Albert Einstein 1948

Albert Einstein

Alfred Eisenstaedt The LIFE Picture Collection/Shutterstock

Why a LIFE exhibition? Why now?

We had our beginning in New York, and over the course of the 1990s had the extraordinary opportunity to meet, get to know, and work with many of the legendary photographers of LIFE magazine, all in their retirement years. Through countless conversations, we learned how they saw the world and recorded it for the magazine, and more importantly, for history. Their work, and work approach, helped us gain insight into how to view their photographs, decades after they made them. Ever since, we have have worked conscientiously over the past 20 years to establish Monroe Gallery of Photography at the intersection between photojournalism and fine art, showcasing works embedded in our collective consciousness that shape our shared history. The Gallery represents several of the most significant photojournalists up to the present day, but the work of the LIFE photographers has been our foundation.

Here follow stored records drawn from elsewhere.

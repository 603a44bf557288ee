//! Testing utilities including mock implementations.
//!
//! These are useful for exercising the pipeline, worker loop, and crawl
//! scheduler without a renderer, a segmentation model, an AI backend, or a
//! network.

use async_trait::async_trait;
use bytes::Bytes;
use std::collections::{HashMap, HashSet, VecDeque};
use std::sync::atomic::{AtomicU64, Ordering};
use std::sync::{Arc, RwLock};
use std::time::Duration;

use crate::error::{DeliveryError, Stage, StageError};
use crate::partition::Site;
use crate::traits::stages::{Analyzer, CallbackSink, Converter, ObjectStore, Segmenter, SiteFeed};
use crate::types::article::{AnalysisInput, ArticleAnalysis, DigitalArticle};
use crate::types::page::{ArticleKey, BoundingBox, PageImage, Segment};
use crate::worker::MemoryProbe;

/// Bytes the mock converter renders for 1-based page `n`.
pub fn page_bytes(n: u32) -> Bytes {
    Bytes::from(format!("page-{}", n))
}

/// A segment labeled `article` with a crop image.
pub fn article_segment(name: &str) -> Segment {
    Segment::new("article", BoundingBox::new(0, 0, 100, 100))
        .with_confidence(0.9)
        .with_crop(Bytes::from(format!("crop-{}", name)))
}

// ============================================================================
// Converter
// ============================================================================

/// Mock converter that renders a fixed number of pages.
///
/// Queued failures are returned first, one per call.
#[derive(Default)]
pub struct MockConverter {
    pages: u32,
    failures: Arc<RwLock<VecDeque<StageError>>>,
    always_fail: Option<StageError>,
    calls: Arc<RwLock<Vec<usize>>>,
}

impl MockConverter {
    /// Render `pages` pages per document.
    pub fn new(pages: u32) -> Self {
        Self {
            pages,
            ..Default::default()
        }
    }

    /// Fail the next call with `error`. May be repeated.
    pub fn with_failure(self, error: StageError) -> Self {
        self.failures.write().unwrap().push_back(error);
        self
    }

    /// Fail every call.
    pub fn always_failing(mut self, error: StageError) -> Self {
        self.always_fail = Some(error);
        self
    }

    /// Document sizes of every call, in order.
    pub fn calls(&self) -> Vec<usize> {
        self.calls.read().unwrap().clone()
    }

    pub fn call_count(&self) -> usize {
        self.calls.read().unwrap().len()
    }
}

#[async_trait]
impl Converter for MockConverter {
    async fn convert(
        &self,
        document: Bytes,
        _dpi: u32,
        _quality: u8,
    ) -> Result<Vec<PageImage>, StageError> {
        self.calls.write().unwrap().push(document.len());

        if let Some(error) = self.failures.write().unwrap().pop_front() {
            return Err(error);
        }
        if let Some(error) = &self.always_fail {
            return Err(error.clone());
        }

        Ok((1..=self.pages).map(|n| PageImage::new(page_bytes(n))).collect())
    }
}

// ============================================================================
// Segmenter
// ============================================================================

/// Mock segmenter keyed by page bytes.
///
/// Pages without explicit segments get the default list.
#[derive(Default)]
pub struct MockSegmenter {
    segments: Arc<RwLock<HashMap<Bytes, Vec<Segment>>>>,
    default_segments: Vec<Segment>,
    failing: Arc<RwLock<HashMap<Bytes, StageError>>>,
    calls: Arc<RwLock<Vec<Bytes>>>,
}

impl MockSegmenter {
    pub fn new() -> Self {
        Self::default()
    }

    /// Segments returned for any page without an explicit entry.
    pub fn with_default(mut self, segments: Vec<Segment>) -> Self {
        self.default_segments = segments;
        self
    }

    /// Segments returned for page `n` as rendered by [`MockConverter`].
    pub fn with_page(self, n: u32, segments: Vec<Segment>) -> Self {
        self.with_image(page_bytes(n), segments)
    }

    pub fn with_image(self, image: impl Into<Bytes>, segments: Vec<Segment>) -> Self {
        self.segments.write().unwrap().insert(image.into(), segments);
        self
    }

    /// Fail every call for page `n`.
    pub fn failing_page(self, n: u32, error: StageError) -> Self {
        self.failing.write().unwrap().insert(page_bytes(n), error);
        self
    }

    pub fn call_count(&self) -> usize {
        self.calls.read().unwrap().len()
    }

    /// Calls made for page `n`.
    pub fn calls_for_page(&self, n: u32) -> usize {
        let bytes = page_bytes(n);
        self.calls
            .read()
            .unwrap()
            .iter()
            .filter(|b| **b == bytes)
            .count()
    }
}

#[async_trait]
impl Segmenter for MockSegmenter {
    async fn segment(&self, page: &PageImage) -> Result<Vec<Segment>, StageError> {
        self.calls.write().unwrap().push(page.bytes.clone());

        if let Some(error) = self.failing.read().unwrap().get(&page.bytes) {
            return Err(error.clone());
        }

        Ok(self
            .segments
            .read()
            .unwrap()
            .get(&page.bytes)
            .cloned()
            .unwrap_or_else(|| self.default_segments.clone()))
    }
}

// ============================================================================
// Analyzer
// ============================================================================

/// Mock analyzer that echoes the article key into a deterministic analysis.
#[derive(Default)]
pub struct MockAnalyzer {
    analyses: Arc<RwLock<HashMap<ArticleKey, ArticleAnalysis>>>,
    failing: Arc<RwLock<HashMap<ArticleKey, StageError>>>,
    flaky: Arc<RwLock<HashMap<ArticleKey, u32>>>,
    delays: Arc<RwLock<HashMap<ArticleKey, Duration>>>,
    tags: Vec<String>,
    calls: Arc<RwLock<Vec<ArticleKey>>>,
}

impl MockAnalyzer {
    pub fn new() -> Self {
        Self {
            tags: vec!["Health".to_string()],
            ..Default::default()
        }
    }

    /// Tags attached to generated analyses.
    pub fn with_tags(mut self, tags: Vec<String>) -> Self {
        self.tags = tags;
        self
    }

    pub fn with_analysis(self, key: ArticleKey, analysis: ArticleAnalysis) -> Self {
        self.analyses.write().unwrap().insert(key, analysis);
        self
    }

    /// Fail every call for `key`.
    pub fn failing(self, key: ArticleKey, error: StageError) -> Self {
        self.failing.write().unwrap().insert(key, error);
        self
    }

    /// Fail the first `times` calls for `key` transiently.
    pub fn flaky(self, key: ArticleKey, times: u32) -> Self {
        self.flaky.write().unwrap().insert(key, times);
        self
    }

    /// Delay the response for `key`.
    pub fn with_delay(self, key: ArticleKey, delay: Duration) -> Self {
        self.delays.write().unwrap().insert(key, delay);
        self
    }

    pub fn calls(&self) -> Vec<ArticleKey> {
        self.calls.read().unwrap().clone()
    }

    pub fn calls_for(&self, key: ArticleKey) -> usize {
        self.calls.read().unwrap().iter().filter(|k| **k == key).count()
    }

    fn generated(&self, input: &AnalysisInput) -> ArticleAnalysis {
        let (heading, text) = match input {
            AnalysisInput::Image { key, .. } => {
                (format!("Heading {}", key), format!("Text of {}", key))
            }
            AnalysisInput::Text { title, content, .. } => (title.clone(), content.clone()),
        };
        ArticleAnalysis {
            summary: format!("Summary: {}", heading),
            translation: Some(text.clone()),
            heading,
            text,
            tags: self.tags.clone(),
            ..Default::default()
        }
    }
}

#[async_trait]
impl Analyzer for MockAnalyzer {
    async fn analyze(&self, input: &AnalysisInput) -> Result<ArticleAnalysis, StageError> {
        let key = input.key();
        self.calls.write().unwrap().push(key);

        let delay = self.delays.read().unwrap().get(&key).copied();
        if let Some(delay) = delay {
            tokio::time::sleep(delay).await;
        }

        if let Some(error) = self.failing.read().unwrap().get(&key) {
            return Err(error.clone());
        }

        {
            let mut flaky = self.flaky.write().unwrap();
            if let Some(remaining) = flaky.get_mut(&key) {
                if *remaining > 0 {
                    *remaining -= 1;
                    return Err(StageError::transient(Stage::Analyze, "rate limited"));
                }
            }
        }

        Ok(self
            .analyses
            .read()
            .unwrap()
            .get(&key)
            .cloned()
            .unwrap_or_else(|| self.generated(input)))
    }
}

// ============================================================================
// Object store
// ============================================================================

/// In-memory object store. URLs are `memory://{key}`.
#[derive(Default)]
pub struct MemoryObjectStore {
    objects: Arc<RwLock<HashMap<String, Bytes>>>,
    failing_puts: Arc<RwLock<HashSet<String>>>,
    fail_all_puts: bool,
}

impl MemoryObjectStore {
    pub fn new() -> Self {
        Self::default()
    }

    pub fn with_object(self, key: impl Into<String>, bytes: impl Into<Bytes>) -> Self {
        self.objects.write().unwrap().insert(key.into(), bytes.into());
        self
    }

    /// Reject every write.
    pub fn failing_puts(mut self) -> Self {
        self.fail_all_puts = true;
        self
    }

    /// Reject writes whose key ends with `suffix`.
    pub fn failing_puts_ending_with(self, suffix: impl Into<String>) -> Self {
        self.failing_puts.write().unwrap().insert(suffix.into());
        self
    }

    pub fn object(&self, key: &str) -> Option<Bytes> {
        self.objects.read().unwrap().get(key).cloned()
    }

    pub fn keys(&self) -> Vec<String> {
        let mut keys: Vec<String> = self.objects.read().unwrap().keys().cloned().collect();
        keys.sort();
        keys
    }
}

#[async_trait]
impl ObjectStore for MemoryObjectStore {
    async fn put(&self, key: &str, bytes: Bytes, _content_type: &str) -> Result<String, StageError> {
        let rejected = self.fail_all_puts
            || self
                .failing_puts
                .read()
                .unwrap()
                .iter()
                .any(|suffix| key.ends_with(suffix.as_str()));
        if rejected {
            return Err(StageError::permanent(Stage::Upload, format!("write to {} denied", key)));
        }

        self.objects.write().unwrap().insert(key.to_string(), bytes);
        Ok(format!("memory://{}", key))
    }

    async fn get(&self, key: &str) -> Result<Bytes, StageError> {
        self.objects
            .read()
            .unwrap()
            .get(key)
            .cloned()
            .ok_or_else(|| StageError::permanent(Stage::Load, format!("no object at {}", key)))
    }
}

// ============================================================================
// Callback sink
// ============================================================================

/// Record of a delivery attempt.
#[derive(Debug, Clone)]
pub struct MockDelivery {
    pub endpoint: String,
    pub payload: serde_json::Value,
    pub accepted: bool,
}

/// Mock callback endpoint. Rejects with status 503 while `down`.
#[derive(Default)]
pub struct MockCallbackSink {
    down: Arc<RwLock<bool>>,
    calls: Arc<RwLock<Vec<MockDelivery>>>,
}

impl MockCallbackSink {
    pub fn new() -> Self {
        Self::default()
    }

    /// Start rejecting every delivery.
    pub fn down(self) -> Self {
        self.set_down(true);
        self
    }

    pub fn set_down(&self, down: bool) {
        *self.down.write().unwrap() = down;
    }

    pub fn calls(&self) -> Vec<MockDelivery> {
        self.calls.read().unwrap().clone()
    }

    /// Payloads the endpoint accepted.
    pub fn delivered(&self) -> Vec<serde_json::Value> {
        self.calls
            .read()
            .unwrap()
            .iter()
            .filter(|d| d.accepted)
            .map(|d| d.payload.clone())
            .collect()
    }

    pub fn attempt_count(&self) -> usize {
        self.calls.read().unwrap().len()
    }
}

#[async_trait]
impl CallbackSink for MockCallbackSink {
    async fn deliver(
        &self,
        endpoint: &str,
        payload: &serde_json::Value,
    ) -> Result<(), DeliveryError> {
        let accepted = !*self.down.read().unwrap();
        self.calls.write().unwrap().push(MockDelivery {
            endpoint: endpoint.to_string(),
            payload: payload.clone(),
            accepted,
        });

        if accepted {
            Ok(())
        } else {
            Err(DeliveryError::Rejected {
                endpoint: endpoint.to_string(),
                status: 503,
            })
        }
    }
}

// ============================================================================
// Site feed
// ============================================================================

/// Mock site feed with canned articles per site name.
#[derive(Default)]
pub struct MockSiteFeed {
    articles: Arc<RwLock<HashMap<String, Vec<DigitalArticle>>>>,
    failing: Arc<RwLock<HashSet<String>>>,
    calls: Arc<RwLock<Vec<String>>>,
}

impl MockSiteFeed {
    pub fn new() -> Self {
        Self::default()
    }

    pub fn with_articles(self, site: impl Into<String>, articles: Vec<DigitalArticle>) -> Self {
        self.articles.write().unwrap().insert(site.into(), articles);
        self
    }

    pub fn failing_site(self, site: impl Into<String>) -> Self {
        self.failing.write().unwrap().insert(site.into());
        self
    }

    /// Site names fetched, in order.
    pub fn calls(&self) -> Vec<String> {
        self.calls.read().unwrap().clone()
    }
}

#[async_trait]
impl SiteFeed for MockSiteFeed {
    async fn fetch(&self, site: &Site) -> Result<Vec<DigitalArticle>, StageError> {
        self.calls.write().unwrap().push(site.name.clone());

        if self.failing.read().unwrap().contains(&site.name) {
            return Err(StageError::transient(Stage::Load, format!("{} unreachable", site.url)));
        }

        Ok(self
            .articles
            .read()
            .unwrap()
            .get(&site.name)
            .cloned()
            .unwrap_or_default())
    }
}

// ============================================================================
// Memory probe
// ============================================================================

/// Memory probe that reports a settable RSS.
#[derive(Default)]
pub struct FixedMemoryProbe {
    rss: Arc<AtomicU64>,
}

impl FixedMemoryProbe {
    pub fn new(rss_bytes: u64) -> Self {
        Self {
            rss: Arc::new(AtomicU64::new(rss_bytes)),
        }
    }

    pub fn set(&self, rss_bytes: u64) {
        self.rss.store(rss_bytes, Ordering::SeqCst);
    }
}

impl MemoryProbe for FixedMemoryProbe {
    fn rss_bytes(&self) -> Option<u64> {
        Some(self.rss.load(Ordering::SeqCst))
    }
}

Mother and child in Hiroshima, Japan, December 1945.

Mother and child in Hiroshima, Japan, December 1945.

Alfred Eisenstaedt; The LIFE Picture Collection/Shutterstock

What do you wish collectors knew about LIFE? The general public?

The work of the photographers of LIFE magazine came to define the medium of photojournalism, and their photographs recorded history and informed us all for most of the twentieth century. It was long one of the most popular and widely imitated of American magazines, selling millions of copies a week. From its start, LIFE emphasized photography, with gripping, superbly chosen news photographs, amplified by photo features and photo essays on an international range of topics. Its photographers were the elite of their craft and enjoyed worldwide esteem. Published weekly from 1936 to 1972, the work of the photographers of LIFE magazine came to define the medium of photojournalism.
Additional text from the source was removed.